My question is this: Since I am legally just as much of an owner as the other guy, can I report the car stolen & let the insurance do the rest? It’s not in my posession any more & I have no way to contact the other owner. Or can I call the bank & give them the go-ahead to reposess the car?
Since a car loan is a secured loan, how will the bank proceed if neither one of us makes good on it? Will they just hand it off to the repo man & make skid marks on my credit rating or can they actually come after my personal property?
You could call the police (not 911, the other number) on whether to report it stolen, but I’m sure you’re in no better position than the bank on that: Reposession is 1% of the law. You do the finding, then just sneak up and drive it off.
Slightly OT, but if they do reposes it and sell it, you still owe the difference between what they sell it for and the outstanding loan balance. You usually get screwed on this because they sell repoed cars dirt cheap. It would be a black mark on your credit, but they should not be able to come after any other property.
You would do better to sell it yourself, but you would have to pay off the loan first. Of course its pretty difficult to sell it when you don’t have it in your possession.
There might be some legal way for you could gain possession, but it might be easier to just let it be repoed and cut your losses.
This is just my WAG, but I’d say that you can’t report the car stolen, because technically, it isn’t.
I would suggest telling the bank to repo. You are, however probably going to get a black mark on your credit for it. That’s unavoidable, since you did co-sign.
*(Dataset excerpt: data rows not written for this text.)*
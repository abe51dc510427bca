use std::collections::HashSet;
use std::sync::LazyLock;

use regex::Regex;

use crate::model::Showtimes;

static TIME_RE: LazyLock<Regex> = LazyLock::new(|| Regex::new(r"\d{1,2}[:.]\d{2}").unwrap());

/// Key for times seen before any day label.
pub const DEFAULT_DAY_KEY: &str = "Horarios";

/// Hours that shadow their 12-hour-clock twin.
const AFTERNOON_HOURS: std::ops::RangeInclusive<u32> = 13..=23;

/// Every time-of-day in the text, normalized to `H:MM`.
pub fn find_times(text: &str) -> Vec<String> {
    TIME_RE
        .find_iter(text)
        .map(|m| m.as_str().replace('.', ":"))
        .collect()
}

/// Add `times` under `day`, skipping repeats, then drop 12-hour entries
/// shadowed by a 24-hour afternoon time of the same day.
pub fn record(showtimes: &mut Showtimes, day: &str, times: &[String]) {
    let slot = showtimes.times_mut(day);
    for t in times {
        if !slot.contains(t) {
            slot.push(t.clone());
        }
    }
    collapse_twelve_hour_twins(slot);
}

/// "17:00" removes "5:00" and "05:00". Morning and midnight hours are never
/// collapsed against each other.
fn collapse_twelve_hour_twins(times: &mut Vec<String>) {
    let shadowed: HashSet<String> = times
        .iter()
        .filter_map(|t| {
            let (h, m) = t.split_once(':')?;
            let h: u32 = h.parse().ok()?;
            AFTERNOON_HOURS
                .contains(&h)
                .then(|| [format!("{}:{}", h - 12, m), format!("{:02}:{}", h - 12, m)])
        })
        .flatten()
        .collect();

    times.retain(|t| !shadowed.contains(t));
}

#[cfg(test)]
mod tests {
    use super::*;

    fn times(list: &[&str]) -> Vec<String> {
        list.iter().map(|s| s.to_string()).collect()
    }

    #[test]
    fn finds_colon_and_dot_times() {
        assert_eq!(find_times("Viernes 6: 17.00 y 20:30h"), vec!["17:00", "20:30"]);
        assert!(find_times("Duración: 120 min").is_empty());
    }

    #[test]
    fn afternoon_time_shadows_unpadded_twin() {
        let mut s = Showtimes::default();
        record(&mut s, "Diario", &times(&["17:00", "5:00"]));
        assert_eq!(s.get("Diario").unwrap(), ["17:00"]);
    }

    #[test]
    fn afternoon_time_shadows_padded_twin() {
        let mut s = Showtimes::default();
        record(&mut s, "Diario", &times(&["17:00", "05:00"]));
        assert_eq!(s.get("Diario").unwrap(), ["17:00"]);
    }

    #[test]
    fn twin_inserted_first_is_still_dropped() {
        let mut s = Showtimes::default();
        record(&mut s, "Diario", &times(&["8:30"]));
        record(&mut s, "Diario", &times(&["20:30"]));
        assert_eq!(s.get("Diario").unwrap(), ["20:30"]);
    }

    #[test]
    fn morning_times_are_not_collapsed() {
        let mut s = Showtimes::default();
        record(&mut s, "Domingo", &times(&["00:30", "12:30", "0:30"]));
        assert_eq!(s.get("Domingo").unwrap(), ["00:30", "12:30", "0:30"]);
    }

    #[test]
    fn repeats_are_skipped_per_day() {
        let mut s = Showtimes::default();
        record(&mut s, "Lunes", &times(&["18:00", "18:00"]));
        record(&mut s, "Martes", &times(&["18:00"]));
        assert_eq!(s.get("Lunes").unwrap(), ["18:00"]);
        assert_eq!(s.get("Martes").unwrap(), ["18:00"]);
    }
}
I would suggest that you use something like 1-800-US-SEARCH to find this guy, and file a suit in small claims court. If you win your case, you could present the judgement to a ban if you’re applying for a loan, and hopefully this would help your situation, credit-wise.
I’m not sure if the bank can come after your personal property or not, and that’s why I’d suggest suing the guy.
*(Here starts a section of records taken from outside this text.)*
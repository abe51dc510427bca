//! TMDB (The Movie Database) lookups.
//!
//! Uses TMDB API v3: https://developer.themoviedb.org/docs

use std::time::Duration;

use indicatif::{ProgressBar, ProgressStyle};
use tracing::{debug, info, warn};

use crate::error::{FeedError, Result};
use crate::model::MovieRecord;

const BASE_URL: &str = "https://api.themoviedb.org/3";
const IMAGE_BASE: &str = "https://image.tmdb.org/t/p";
const YOUTUBE_WATCH: &str = "https://www.youtube.com/watch?v=";

/// What a provider knows about one movie.
#[derive(Debug, Clone, Default, PartialEq)]
pub struct MovieDetails {
    pub poster_url: Option<String>,
    pub backdrop_url: Option<String>,
    pub overview: Option<String>,
    pub rating: Option<f64>,
    pub release_date: Option<String>,
    pub runtime_minutes: Option<i64>,
    pub trailer_url: Option<String>,
}

#[async_trait::async_trait]
pub trait MetadataProvider: Send + Sync {
    fn name(&self) -> &str;

    /// Best match for a title, `None` when the search comes back empty.
    async fn lookup(&self, title: &str, year: Option<&str>) -> Result<Option<MovieDetails>>;
}

enum Auth {
    Bearer(String),
    ApiKey(String),
}

pub struct TmdbClient {
    auth: Auth,
    language: String,
    client: reqwest::Client,
}

impl TmdbClient {
    /// Prefers the v4 read token; falls back to the v3 api key.
    pub fn new(
        read_token: Option<String>,
        api_key: Option<String>,
        language: String,
        timeout: Duration,
    ) -> Option<Result<Self>> {
        let auth = match (
            read_token.filter(|t| !t.is_empty()),
            api_key.filter(|k| !k.is_empty()),
        ) {
            (Some(token), _) => Auth::Bearer(token),
            (None, Some(key)) => Auth::ApiKey(key),
            (None, None) => return None,
        };

        Some(
            reqwest::Client::builder()
                .timeout(timeout)
                .build()
                .map(|client| Self {
                    auth,
                    language,
                    client,
                })
                .map_err(FeedError::from),
        )
    }

    async fn get_json(&self, path: &str, params: &[(&str, &str)]) -> Result<serde_json::Value> {
        let url = format!("{BASE_URL}{path}");
        debug!(url = %url, "TMDB request");

        let mut req = self
            .client
            .get(&url)
            .header(reqwest::header::ACCEPT, "application/json")
            .query(&[("language", self.language.as_str())])
            .query(params);
        req = match &self.auth {
            Auth::Bearer(token) => req.bearer_auth(token),
            Auth::ApiKey(key) => req.query(&[("api_key", key.as_str())]),
        };

        let resp = req.send().await?;
        if !resp.status().is_success() {
            return Err(FeedError::Metadata(format!("TMDB returned {}", resp.status())));
        }

        resp.json()
            .await
            .map_err(|e| FeedError::Metadata(format!("parse JSON: {e}")))
    }
}

#[async_trait::async_trait]
impl MetadataProvider for TmdbClient {
    fn name(&self) -> &str {
        "tmdb"
    }

    async fn lookup(&self, title: &str, year: Option<&str>) -> Result<Option<MovieDetails>> {
        let mut params = vec![("query", title)];
        if let Some(y) = year {
            params.push(("year", y));
        }

        let search = self.get_json("/search/movie", &params).await?;
        let Some(id) = search["results"][0]["id"].as_u64() else {
            return Ok(None);
        };

        let details = self
            .get_json(&format!("/movie/{id}"), &[("append_to_response", "videos")])
            .await?;

        Ok(Some(parse_movie_details(&details)))
    }
}

fn parse_movie_details(data: &serde_json::Value) -> MovieDetails {
    let trailer_url = data["videos"]["results"]
        .as_array()
        .into_iter()
        .flatten()
        .find(|v| v["type"] == "Trailer" && v["site"] == "YouTube")
        .and_then(|v| v["key"].as_str())
        .map(|key| format!("{YOUTUBE_WATCH}{key}"));

    MovieDetails {
        poster_url: data["poster_path"]
            .as_str()
            .map(|p| format!("{IMAGE_BASE}/w500{p}")),
        backdrop_url: data["backdrop_path"]
            .as_str()
            .map(|p| format!("{IMAGE_BASE}/w780{p}")),
        overview: data["overview"]
            .as_str()
            .filter(|s| !s.is_empty())
            .map(|s| s.to_string()),
        rating: data["vote_average"].as_f64(),
        release_date: data["release_date"].as_str().map(|s| s.to_string()),
        runtime_minutes: data["runtime"].as_i64(),
        trailer_url,
    }
}

/// Fold provider details into a parsed record. Scraped duration and trailer
/// win over the provider's; everything else comes from the provider.
pub fn merge_details(movie: &mut MovieRecord, details: MovieDetails) {
    let e = &mut movie.enrichment;
    if details.poster_url.is_some() {
        e.poster_url = details.poster_url;
    }
    if details.backdrop_url.is_some() {
        e.backdrop_url = details.backdrop_url;
    }
    if details.overview.is_some() {
        e.overview = details.overview;
    }
    e.rating = details.rating;
    e.release_date = details.release_date;

    if movie.duration.is_none() {
        movie.duration = details
            .runtime_minutes
            .filter(|r| *r > 0)
            .map(|r| format!("{r} min"));
    }
    if movie.trailer.is_none() {
        movie.trailer = details.trailer_url;
    }
}

/// Look every movie up by its display title. A failed or empty lookup only
/// costs that movie its enrichment.
pub async fn enrich_movies(movies: &mut [MovieRecord], provider: &dyn MetadataProvider) -> usize {
    let pb = ProgressBar::new(movies.len() as u64);
    if let Ok(style) = ProgressStyle::default_bar()
        .template("[{elapsed_precise}] {bar:40} {pos}/{len} {msg}")
    {
        pb.set_style(style.progress_chars("=> "));
    }

    let mut enriched = 0usize;
    for movie in movies.iter_mut() {
        let title = movie.display_title().to_string();
        pb.set_message(title.clone());

        match provider.lookup(&title, movie.year.as_deref()).await {
            Ok(Some(details)) => {
                merge_details(movie, details);
                enriched += 1;
                debug!("  {} enriched", title);
            }
            Ok(None) => warn!("No {} match for {}", provider.name(), title),
            Err(e) => warn!("{} lookup failed for {}: {}", provider.name(), title, e),
        }
        pb.inc(1);
    }

    pb.finish_and_clear();
    info!("Enriched {}/{} movies via {}", enriched, movies.len(), provider.name());
    enriched
}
One side note. Just because you co-signed the loan doesn’t mean you’re co-owner of the car. Ownership has to do with who’s on the title. Liability has to do with who signed the security note.
Sorry, second side not. If you tell the bank you’d like them to repo the car, don’t bother an internet search or such thing. Give the bank all the info you have about the person and his family. If it’s a bank of any size, they will generally have much better resources available to them to find him than you would have. Hell, drop me an e-mail and I’ll run him through some of our search resources.
If he’s in the Chicago area, LMK. I used to do this kind of thing. I don’t do it anymore cause it made me feel dirty, but for a fellow Doper…
I would need the paperwork though! The CPD doesn’t look kindly on freelance repo men without documentation
Don’t take legal advice over the Internet. For legal advice, consult a lawyer licensed to practice in your jurisdiction.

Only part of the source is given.